An Introduction to the package M3JF

Xiaoyao Yin

2023-08-11

This vignette presents the M3JF,which implements a framework named multi-modality matrix joint factorization (M3JF) to conduct integrative analysis of multiple modality data in R. The objective is to provide an implementation of the proposed method, which is designed to solve the high dimensionality multiple modality data in bioinformatics. It was achieved by jointly factorizing the matrices into a shared sub-matrix and several modality specific sub-matrices. The introduction of group sparse constraint on the shared sub-matrix forces the samples in the same group to allow each modality exploiting only a subset of the dimensions of the global latent space.

Installation

The latest stable version of the package can be installed from any CRAN repository mirror:

#Install
install.packages('M3JF')
#Load
library(M3JF)

The latest development version is available from https://cran.r-project.org/package=M3JF and may be downloaded from there and installed manually:

install.packages('/path/to/file/M3JF.tar.gz',repos=NULL,type="source")

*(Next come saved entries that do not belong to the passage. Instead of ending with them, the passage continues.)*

//! SQLite committed-log driver.

use std::path::Path;

use anyhow::Result;
use async_trait::async_trait;
use sqlx::sqlite::{SqliteConnectOptions, SqliteJournalMode, SqlitePoolOptions, SqliteSynchronous};
use sqlx::{Row, SqlitePool};

use insieme_store_core::{CommitOutcome, CommittedStore, NewEvent, StoreError, SyncPage, SyncQuery};
use insieme_types::canonical;

use crate::{db_err, json_err, row_to_event};

const EVENT_COLUMNS: &str = "committed_id, id, client_id, partitions, event, status_updated_at";

/// A persistent committed log backed by SQLite.
///
/// The `committed_id` column is an AUTOINCREMENT primary key: allocation is
/// linearized by the insert transaction and ids are never reused, which is
/// exactly the single logical point of serialization the commit order needs.
#[derive(Debug, Clone)]
pub struct SqliteCommittedStore {
    pool: SqlitePool,
}

impl SqliteCommittedStore {
    /// Opens or creates the database at `path` and runs migrations.
    pub async fn open<P: AsRef<Path>>(path: P) -> Result<Self> {
        let options = SqliteConnectOptions::new()
            .filename(path.as_ref())
            .create_if_missing(true)
            .journal_mode(SqliteJournalMode::Wal)
            .synchronous(SqliteSynchronous::Full);
        let pool = SqlitePoolOptions::new().connect_with(options).await?;
        Self::from_pool(pool).await
    }

    /// Opens an in-memory database (testing and ephemeral use).
    ///
    /// Capped at one pooled connection – every pooled connection would
    /// otherwise get its own private in-memory database.
    pub async fn in_memory() -> Result<Self> {
        let pool = SqlitePoolOptions::new()
            .max_connections(1)
            .connect("sqlite::memory:")
            .await?;
        Self::from_pool(pool).await
    }

    /// Creates a store from an existing pool and runs migrations.
    pub async fn from_pool(pool: SqlitePool) -> Result<Self> {
        let store = Self { pool };
        store.migrate().await?;
        Ok(store)
    }

    async fn migrate(&self) -> Result<()> {
        sqlx::query(
            r#"
            CREATE TABLE IF NOT EXISTS committed_events (
                committed_id INTEGER PRIMARY KEY AUTOINCREMENT,
                id TEXT NOT NULL UNIQUE,
                client_id TEXT NOT NULL,
                partitions TEXT NOT NULL,
                event TEXT NOT NULL,
                canonical TEXT NOT NULL,
                status_updated_at TEXT NOT NULL
            ) STRICT
            "#,
        )
        .execute(&self.pool)
        .await?;
        Ok(())
    }

    /// Total number of committed rows.
    pub async fn event_count(&self) -> Result<i64> {
        let row = sqlx::query("SELECT COUNT(*) AS count FROM committed_events")
            .fetch_one(&self.pool)
            .await?;
        Ok(row.get("count"))
    }

    /// Close the connection pool.
    pub async fn close(&self) {
        self.pool.close().await;
    }

    async fn fetch_existing(
        &self,
        id: &str,
        canonical: &str,
    ) -> Result<Option<CommitOutcome>, StoreError> {
        let row = sqlx::query(&format!(
            "SELECT {EVENT_COLUMNS}, canonical FROM committed_events WHERE id = ?"
        ))
        .bind(id)
        .fetch_optional(&self.pool)
        .await
        .map_err(db_err)?;
        match row {
            None => Ok(None),
            Some(row) => {
                let stored: String = row.get("canonical");
                if stored != canonical {
                    return Err(StoreError::CanonicalMismatch { id: id.to_owned() });
                }
                Ok(Some(CommitOutcome { deduped: true, event: row_to_event(&row)? }))
            }
        }
    }
}

#[async_trait]
impl CommittedStore for SqliteCommittedStore {
    async fn commit_or_get_existing(&self, candidate: NewEvent) -> Result<CommitOutcome, StoreError> {
        let canonical = candidate
            .canonical_form()
            .map_err(|e| StoreError::Backend(anyhow::anyhow!(e.message)))?;

        if let Some(existing) = self.fetch_existing(&candidate.id, &canonical).await? {
            return Ok(existing);
        }

        let partitions = serde_json::to_string(&candidate.partitions).map_err(json_err)?;
        let event = serde_json::to_string(&candidate.event).map_err(json_err)?;
        let mut tx = self.pool.begin().await.map_err(db_err)?;
        let inserted = sqlx::query(
            r#"
            INSERT INTO committed_events
            (id, client_id, partitions, event, canonical, status_updated_at)
            VALUES (?, ?, ?, ?, ?, ?)
            "#,
        )
        .bind(&candidate.id)
        .bind(&candidate.client_id)
        .bind(&partitions)
        .bind(&event)
        .bind(&canonical)
        .bind(candidate.now.to_rfc3339())
        .execute(&mut *tx)
        .await;

        match inserted {
            Ok(done) => {
                let committed_id = done.last_insert_rowid() as u64;
                // Durability point: WAL fsync happens inside this commit.
                tx.commit().await.map_err(db_err)?;
                let row = sqlx::query(&format!(
                    "SELECT {EVENT_COLUMNS} FROM committed_events WHERE committed_id = ?"
                ))
                .bind(committed_id as i64)
                .fetch_one(&self.pool)
                .await
                .map_err(db_err)?;
                Ok(CommitOutcome { deduped: false, event: row_to_event(&row)? })
            }
            Err(e) if e.as_database_error().is_some_and(|d| d.is_unique_violation()) => {
                // Lost a race on the id; converge on the winner's row.
                drop(tx);
                self.fetch_existing(&candidate.id, &canonical).await?.ok_or_else(|| {
                    StoreError::Backend(anyhow::anyhow!(
                        "unique violation for {} but row not found",
                        candidate.id
                    ))
                })
            }
            Err(e) => Err(db_err(e)),
        }
    }

    async fn list_committed_since(&self, query: SyncQuery) -> Result<SyncPage, StoreError> {
        let limit = query.limit as usize;
        // Partition filtering happens in Rust; scan in chunks larger than the
        // page so sparse partitions do not force one query per match.
        let chunk = (limit * 4).max(256);
        let mut events = Vec::with_capacity(limit.min(64));
        let mut has_more = false;
        let mut scan_from = query.since_committed_id;

        'scan: loop {
            let rows = sqlx::query(&format!(
                "SELECT {EVENT_COLUMNS} FROM committed_events \
                 WHERE committed_id > ? AND committed_id <= ? \
                 ORDER BY committed_id ASC LIMIT ?"
            ))
            .bind(scan_from as i64)
            .bind(query.sync_to_committed_id as i64)
            .bind(chunk as i64)
            .fetch_all(&self.pool)
            .await
            .map_err(db_err)?;
            let exhausted = rows.len() < chunk;

            for row in &rows {
                let event = row_to_event(row)?;
                scan_from = event.committed_id;
                if !canonical::intersects(&event.partitions, &query.partitions) {
                    continue;
                }
                if events.len() == limit {
                    has_more = true;
                    break 'scan;
                }
                events.push(event);
            }
            if exhausted {
                break;
            }
        }

        let next_since_committed_id =
            events.last().map_or(query.since_committed_id, |e| e.committed_id);
        Ok(SyncPage { events, has_more, next_since_committed_id })
    }

    async fn max_committed_id(&self) -> Result<u64, StoreError> {
        let max: i64 = sqlx::query_scalar("SELECT COALESCE(MAX(committed_id), 0) FROM committed_events")
            .fetch_one(&self.pool)
            .await
            .map_err(db_err)?;
        Ok(max as u64)
    }
}

#[cfg(test)]
mod tests {
    use super::*;
    use chrono::Utc;
    use insieme_types::EventBody;
    use serde_json::json;

    fn candidate(id: &str, partitions: &[&str], payload: serde_json::Value) -> NewEvent {
        NewEvent {
            id: id.into(),
            client_id: "c1".into(),
            partitions: partitions.iter().map(|s| s.to_string()).collect(),
            event: EventBody::new("event", payload),
            now: Utc::now(),
        }
    }

    #[tokio::test]
    async fn commit_assigns_monotonic_ids() {
        let store = SqliteCommittedStore::in_memory().await.unwrap();
        let a = store.commit_or_get_existing(candidate("e1", &["p1"], json!({}))).await.unwrap();
        let b = store.commit_or_get_existing(candidate("e2", &["p1"], json!({}))).await.unwrap();
        assert_eq!(a.event.committed_id, 1);
        assert_eq!(b.event.committed_id, 2);
        assert_eq!(store.max_committed_id().await.unwrap(), 2);
    }

    #[tokio::test]
    async fn dedup_same_payload_returns_existing_row() {
        let store = SqliteCommittedStore::in_memory().await.unwrap();
        let first =
            store.commit_or_get_existing(candidate("e1", &["p1"], json!({"t": "hi"}))).await.unwrap();
        let second =
            store.commit_or_get_existing(candidate("e1", &["p1"], json!({"t": "hi"}))).await.unwrap();
        assert!(second.deduped);
        assert_eq!(second.event.committed_id, first.event.committed_id);
        assert_eq!(store.event_count().await.unwrap(), 1);
    }

    #[tokio::test]
    async fn dedup_differing_payload_is_rejected() {
        let store = SqliteCommittedStore::in_memory().await.unwrap();
        store.commit_or_get_existing(candidate("e1", &["p1"], json!({"t": "hi"}))).await.unwrap();
        let err = store
            .commit_or_get_existing(candidate("e1", &["p1"], json!({"t": "bye"})))
            .await
            .unwrap_err();
        assert!(matches!(err, StoreError::CanonicalMismatch { .. }));
        assert_eq!(store.event_count().await.unwrap(), 1);
    }

    #[tokio::test]
    async fn canonical_equality_ignores_key_order() {
        let store = SqliteCommittedStore::in_memory().await.unwrap();
        store
            .commit_or_get_existing(candidate("e1", &["p1"], json!({"a": 1, "b": 2})))
            .await
            .unwrap();
        let outcome = store
            .commit_or_get_existing(candidate("e1", &["p1"], json!({"b": 2, "a": 1})))
            .await
            .unwrap();
        assert!(outcome.deduped);
    }

    #[tokio::test]
    async fn paging_filters_partitions_in_chunked_scans() {
        let store = SqliteCommittedStore::in_memory().await.unwrap();
        for i in 0..20 {
            let partition = if i % 4 == 0 { "rare" } else { "common" };
            store
                .commit_or_get_existing(candidate(&format!("e{i}"), &[partition], json!({"i": i})))
                .await
                .unwrap();
        }
        let page = store
            .list_committed_since(SyncQuery {
                partitions: vec!["rare".into()],
                since_committed_id: 0,
                limit: 3,
                sync_to_committed_id: 20,
            })
            .await
            .unwrap();
        assert_eq!(page.events.len(), 3);
        assert!(page.has_more);
        assert!(page.events.iter().all(|e| e.partitions == vec!["rare".to_string()]));

        let rest = store
            .list_committed_since(SyncQuery {
                partitions: vec!["rare".into()],
                since_committed_id: page.next_since_committed_id,
                limit: 3,
                sync_to_committed_id: 20,
            })
            .await
            .unwrap();
        assert_eq!(rest.events.len(), 2);
        assert!(!rest.has_more);
    }

    #[tokio::test]
    async fn persistence_across_reopen() {
        let temp_dir = tempfile::tempdir().unwrap();
        let db_path = temp_dir.path().join("committed.db");

        {
            let store = SqliteCommittedStore::open(&db_path).await.unwrap();
            store
                .commit_or_get_existing(candidate("e1", &["p1"], json!({"t": "durable"})))
                .await
                .unwrap();
            store.close().await;
        }

        {
            let store = SqliteCommittedStore::open(&db_path).await.unwrap();
            assert_eq!(store.max_committed_id().await.unwrap(), 1);
            let outcome = store
                .commit_or_get_existing(candidate("e1", &["p1"], json!({"t": "durable"})))
                .await
                .unwrap();
            assert!(outcome.deduped);
            assert_eq!(outcome.event.committed_id, 1);
        }
    }
}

Support: Users interested in this package are encouraged to email to Xiaoyao Yin () for enquiries, bug reports, feature requests, suggestions or M3JF-related discussions.

Usage

We will give an example of how to use this package hereafter.

Simulation data generation

We generate simulated data with the R package InterSIM, which generates three inter-related data set with realistic inter- and intra- relationships based on the DNA methylation, mRNA expression and protein expression from the TCGA ovarian cancer study. Each data modality consists of 500 samples, samples are assigned to 4 groups with 100, 150, 135 and 115 samples per group. The data can be generated by running:

library(InterSIM)

sim.data <- InterSIM(n.sample=500, cluster.sample.prop = c(0.20,0.30,0.27,0.23),
                     delta.methyl=5, delta.expr=5, delta.protein=5,p.DMP=0.2, p.DEG=NULL,
                     p.DEP=NULL,sigma.methyl=NULL, sigma.expr=NULL,
                     sigma.protein=NULL,cor.methyl.expr=NULL,
                     cor.expr.protein=NULL,do.plot=FALSE, sample.cluster=TRUE,
                     feature.cluster=TRUE)
sim.methyl <- sim.data$dat.methyl
sim.expr <- sim.data$dat.expr
sim.protein <- sim.data$dat.protein
data_list <- list(sim.methyl, sim.expr, sim.protein)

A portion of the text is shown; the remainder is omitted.